Stored data:
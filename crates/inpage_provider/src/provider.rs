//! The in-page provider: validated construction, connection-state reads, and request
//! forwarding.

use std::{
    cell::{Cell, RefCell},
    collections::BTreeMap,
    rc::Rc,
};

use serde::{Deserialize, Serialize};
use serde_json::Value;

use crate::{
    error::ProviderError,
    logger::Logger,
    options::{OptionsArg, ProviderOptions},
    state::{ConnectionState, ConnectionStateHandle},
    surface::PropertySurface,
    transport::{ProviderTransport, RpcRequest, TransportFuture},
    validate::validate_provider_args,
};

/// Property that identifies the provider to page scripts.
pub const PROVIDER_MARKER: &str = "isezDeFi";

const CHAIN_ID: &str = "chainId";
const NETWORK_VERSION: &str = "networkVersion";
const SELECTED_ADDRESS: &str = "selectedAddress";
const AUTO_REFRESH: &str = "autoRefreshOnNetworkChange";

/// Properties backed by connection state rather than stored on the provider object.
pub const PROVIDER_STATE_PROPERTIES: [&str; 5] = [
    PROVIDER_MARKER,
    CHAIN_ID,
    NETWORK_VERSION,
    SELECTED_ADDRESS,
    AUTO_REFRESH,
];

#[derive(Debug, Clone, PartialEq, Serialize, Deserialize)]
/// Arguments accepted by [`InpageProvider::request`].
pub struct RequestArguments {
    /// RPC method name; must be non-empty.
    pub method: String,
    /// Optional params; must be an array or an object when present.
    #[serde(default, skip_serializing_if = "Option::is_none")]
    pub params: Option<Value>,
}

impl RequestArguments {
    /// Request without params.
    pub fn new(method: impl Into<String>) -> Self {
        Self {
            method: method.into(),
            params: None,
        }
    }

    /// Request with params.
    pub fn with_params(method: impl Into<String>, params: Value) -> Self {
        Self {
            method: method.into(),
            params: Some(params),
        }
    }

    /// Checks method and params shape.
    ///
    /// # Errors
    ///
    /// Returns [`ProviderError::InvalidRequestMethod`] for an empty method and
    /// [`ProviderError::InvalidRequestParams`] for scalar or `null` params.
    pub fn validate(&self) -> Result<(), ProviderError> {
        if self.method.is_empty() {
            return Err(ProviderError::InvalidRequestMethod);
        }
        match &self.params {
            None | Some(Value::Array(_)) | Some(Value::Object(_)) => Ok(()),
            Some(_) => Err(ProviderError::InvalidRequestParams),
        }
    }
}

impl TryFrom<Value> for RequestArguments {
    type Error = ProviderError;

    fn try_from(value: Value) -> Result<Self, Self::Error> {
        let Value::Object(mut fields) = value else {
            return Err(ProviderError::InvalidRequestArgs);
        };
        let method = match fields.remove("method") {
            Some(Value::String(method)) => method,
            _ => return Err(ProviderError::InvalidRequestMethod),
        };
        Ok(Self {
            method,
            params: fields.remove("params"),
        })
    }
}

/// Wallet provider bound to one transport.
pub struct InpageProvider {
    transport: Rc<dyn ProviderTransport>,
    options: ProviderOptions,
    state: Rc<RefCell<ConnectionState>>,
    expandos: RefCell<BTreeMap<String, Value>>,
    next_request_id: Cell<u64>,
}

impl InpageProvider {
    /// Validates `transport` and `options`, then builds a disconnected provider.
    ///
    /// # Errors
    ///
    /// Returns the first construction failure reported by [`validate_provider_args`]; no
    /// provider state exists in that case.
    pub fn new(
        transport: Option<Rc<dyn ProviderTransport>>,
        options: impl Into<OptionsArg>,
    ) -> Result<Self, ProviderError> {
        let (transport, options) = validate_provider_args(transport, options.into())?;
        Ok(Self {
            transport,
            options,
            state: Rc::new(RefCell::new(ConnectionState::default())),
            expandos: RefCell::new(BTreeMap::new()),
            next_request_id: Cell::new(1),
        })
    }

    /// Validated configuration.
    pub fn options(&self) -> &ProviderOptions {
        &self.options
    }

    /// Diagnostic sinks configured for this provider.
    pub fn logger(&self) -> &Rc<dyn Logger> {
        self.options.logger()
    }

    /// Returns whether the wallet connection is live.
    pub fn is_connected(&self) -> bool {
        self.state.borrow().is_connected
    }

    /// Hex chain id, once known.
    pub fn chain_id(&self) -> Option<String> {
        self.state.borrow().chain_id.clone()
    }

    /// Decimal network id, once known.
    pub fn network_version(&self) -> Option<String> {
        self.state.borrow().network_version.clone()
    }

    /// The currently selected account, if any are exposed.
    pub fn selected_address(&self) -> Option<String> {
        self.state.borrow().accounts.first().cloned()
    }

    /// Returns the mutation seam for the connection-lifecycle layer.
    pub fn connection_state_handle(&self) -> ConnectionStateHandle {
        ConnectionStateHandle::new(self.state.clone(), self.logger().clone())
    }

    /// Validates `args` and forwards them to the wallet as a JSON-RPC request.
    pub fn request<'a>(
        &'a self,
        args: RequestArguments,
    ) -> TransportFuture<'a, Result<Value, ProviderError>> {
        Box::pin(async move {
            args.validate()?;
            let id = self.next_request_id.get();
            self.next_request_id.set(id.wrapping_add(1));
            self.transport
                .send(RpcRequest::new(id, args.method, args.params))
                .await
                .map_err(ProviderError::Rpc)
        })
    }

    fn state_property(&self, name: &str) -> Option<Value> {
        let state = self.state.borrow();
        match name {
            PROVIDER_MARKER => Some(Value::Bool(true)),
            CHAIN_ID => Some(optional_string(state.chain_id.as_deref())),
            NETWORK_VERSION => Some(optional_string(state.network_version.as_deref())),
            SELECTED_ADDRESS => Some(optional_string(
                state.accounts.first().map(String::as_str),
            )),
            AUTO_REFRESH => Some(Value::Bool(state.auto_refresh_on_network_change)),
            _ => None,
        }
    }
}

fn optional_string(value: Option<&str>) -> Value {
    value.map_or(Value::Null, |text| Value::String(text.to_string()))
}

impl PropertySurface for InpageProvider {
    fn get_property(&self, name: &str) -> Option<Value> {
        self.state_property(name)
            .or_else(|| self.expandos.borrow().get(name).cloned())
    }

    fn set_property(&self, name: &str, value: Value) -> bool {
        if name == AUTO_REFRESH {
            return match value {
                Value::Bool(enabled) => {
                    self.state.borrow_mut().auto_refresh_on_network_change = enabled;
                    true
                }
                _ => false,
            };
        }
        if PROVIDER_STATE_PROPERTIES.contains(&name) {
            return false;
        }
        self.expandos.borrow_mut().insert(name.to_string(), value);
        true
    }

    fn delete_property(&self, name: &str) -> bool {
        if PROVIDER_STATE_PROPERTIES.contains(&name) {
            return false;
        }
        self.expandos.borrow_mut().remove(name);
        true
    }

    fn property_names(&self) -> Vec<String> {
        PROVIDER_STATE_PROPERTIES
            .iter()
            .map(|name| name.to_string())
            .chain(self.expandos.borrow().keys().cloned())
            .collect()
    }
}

§ WHAT THIS TASK INVOLVES:
The data must be given again in full, exactly as written.

§ SOLUTION TO THIS EXERCISE:
filename crates/inpage_provider/src/provider.rs
//! The in-page provider: validated construction, connection-state reads, and request
//! forwarding.

use std::{
    cell::{Cell, RefCell},
    collections::BTreeMap,
    rc::Rc,
};

use serde::{Deserialize, Serialize};
use serde_json::Value;

use crate::{
    error::ProviderError,
    logger::Logger,
    options::{OptionsArg, ProviderOptions},
    state::{ConnectionState, ConnectionStateHandle},
    surface::PropertySurface,
    transport::{ProviderTransport, RpcRequest, TransportFuture},
    validate::validate_provider_args,
};

/// Property that identifies the provider to page scripts.
pub const PROVIDER_MARKER: &str = "isezDeFi";

const CHAIN_ID: &str = "chainId";
const NETWORK_VERSION: &str = "networkVersion";
const SELECTED_ADDRESS: &str = "selectedAddress";
const AUTO_REFRESH: &str = "autoRefreshOnNetworkChange";

/// Properties backed by connection state rather than stored on the provider object.
pub const PROVIDER_STATE_PROPERTIES: [&str; 5] = [
    PROVIDER_MARKER,
    CHAIN_ID,
    NETWORK_VERSION,
    SELECTED_ADDRESS,
    AUTO_REFRESH,
];

#[derive(Debug, Clone, PartialEq, Serialize, Deserialize)]
/// Arguments accepted by [`InpageProvider::request`].
pub struct RequestArguments {
    /// RPC method name; must be non-empty.
    pub method: String,
    /// Optional params; must be an array or an object when present.
    #[serde(default, skip_serializing_if = "Option::is_none")]
    pub params: Option<Value>,
}

impl RequestArguments {
    /// Request without params.
    pub fn new(method: impl Into<String>) -> Self {
        Self {
            method: method.into(),
            params: None,
        }
    }

    /// Request with params.
    pub fn with_params(method: impl Into<String>, params: Value) -> Self {
        Self {
            method: method.into(),
            params: Some(params),
        }
    }

    /// Checks method and params shape.
    ///
    /// # Errors
    ///
    /// Returns [`ProviderError::InvalidRequestMethod`] for an empty method and
    /// [`ProviderError::InvalidRequestParams`] for scalar or `null` params.
    pub fn validate(&self) -> Result<(), ProviderError> {
        if self.method.is_empty() {
            return Err(ProviderError::InvalidRequestMethod);
        }
        match &self.params {
            None | Some(Value::Array(_)) | Some(Value::Object(_)) => Ok(()),
            Some(_) => Err(ProviderError::InvalidRequestParams),
        }
    }
}

impl TryFrom<Value> for RequestArguments {
    type Error = ProviderError;

    fn try_from(value: Value) -> Result<Self, Self::Error> {
        let Value::Object(mut fields) = value else {
            return Err(ProviderError::InvalidRequestArgs);
        };
        let method = match fields.remove("method") {
            Some(Value::String(method)) => method,
            _ => return Err(ProviderError::InvalidRequestMethod),
        };
        Ok(Self {
            method,
            params: fields.remove("params"),
        })
    }
}

/// Wallet provider bound to one transport.
pub struct InpageProvider {
    transport: Rc<dyn ProviderTransport>,
    options: ProviderOptions,
    state: Rc<RefCell<ConnectionState>>,
    expandos: RefCell<BTreeMap<String, Value>>,
    next_request_id: Cell<u64>,
}

impl InpageProvider {
    /// Validates `transport` and `options`, then builds a disconnected provider.
    ///
    /// # Errors
    ///
    /// Returns the first construction failure reported by [`validate_provider_args`]; no
    /// provider state exists in that case.
    pub fn new(
        transport: Option<Rc<dyn ProviderTransport>>,
        options: impl Into<OptionsArg>,
    ) -> Result<Self, ProviderError> {
        let (transport, options) = validate_provider_args(transport, options.into())?;
        Ok(Self {
            transport,
            options,
            state: Rc::new(RefCell::new(ConnectionState::default())),
            expandos: RefCell::new(BTreeMap::new()),
            next_request_id: Cell::new(1),
        })
    }

    /// Validated configuration.
    pub fn options(&self) -> &ProviderOptions {
        &self.options
    }

    /// Diagnostic sinks configured for this provider.
    pub fn logger(&self) -> &Rc<dyn Logger> {
        self.options.logger()
    }

    /// Returns whether the wallet connection is live.
    pub fn is_connected(&self) -> bool {
        self.state.borrow().is_connected
    }

    /// Hex chain id, once known.
    pub fn chain_id(&self) -> Option<String> {
        self.state.borrow().chain_id.clone()
    }

    /// Decimal network id, once known.
    pub fn network_version(&self) -> Option<String> {
        self.state.borrow().network_version.clone()
    }

    /// The currently selected account, if any are exposed.
    pub fn selected_address(&self) -> Option<String> {
        self.state.borrow().accounts.first().cloned()
    }

    /// Returns the mutation seam for the connection-lifecycle layer.
    pub fn connection_state_handle(&self) -> ConnectionStateHandle {
        ConnectionStateHandle::new(self.state.clone(), self.logger().clone())
    }

    /// Validates `args` and forwards them to the wallet as a JSON-RPC request.
    pub fn request<'a>(
        &'a self,
        args: RequestArguments,
    ) -> TransportFuture<'a, Result<Value, ProviderError>> {
        Box::pin(async move {
            args.validate()?;
            let id = self.next_request_id.get();
            self.next_request_id.set(id.wrapping_add(1));
            self.transport
                .send(RpcRequest::new(id, args.method, args.params))
                .await
                .map_err(ProviderError::Rpc)
        })
    }

    fn state_property(&self, name: &str) -> Option<Value> {
        let state = self.state.borrow();
        match name {
            PROVIDER_MARKER => Some(Value::Bool(true)),
            CHAIN_ID => Some(optional_string(state.chain_id.as_deref())),
            NETWORK_VERSION => Some(optional_string(state.network_version.as_deref())),
            SELECTED_ADDRESS => Some(optional_string(
                state.accounts.first().map(String::as_str),
            )),
            AUTO_REFRESH => Some(Value::Bool(state.auto_refresh_on_network_change)),
            _ => None,
        }
    }
}

fn optional_string(value: Option<&str>) -> Value {
    value.map_or(Value::Null, |text| Value::String(text.to_string()))
}

impl PropertySurface for InpageProvider {
    fn get_property(&self, name: &str) -> Option<Value> {
        self.state_property(name)
            .or_else(|| self.expandos.borrow().get(name).cloned())
    }

    fn set_property(&self, name: &str, value: Value) -> bool {
        if name == AUTO_REFRESH {
            return match value {
                Value::Bool(enabled) => {
                    self.state.borrow_mut().auto_refresh_on_network_change = enabled;
                    true
                }
                _ => false,
            };
        }
        if PROVIDER_STATE_PROPERTIES.contains(&name) {
            return false;
        }
        self.expandos.borrow_mut().insert(name.to_string(), value);
        true
    }

    fn delete_property(&self, name: &str) -> bool {
        if PROVIDER_STATE_PROPERTIES.contains(&name) {
            return false;
        }
        self.expandos.borrow_mut().remove(name);
        true
    }

    fn property_names(&self) -> Vec<String> {
        PROVIDER_STATE_PROPERTIES
            .iter()
            .map(|name| name.to_string())
            .chain(self.expandos.borrow().keys().cloned())
            .collect()
    }
}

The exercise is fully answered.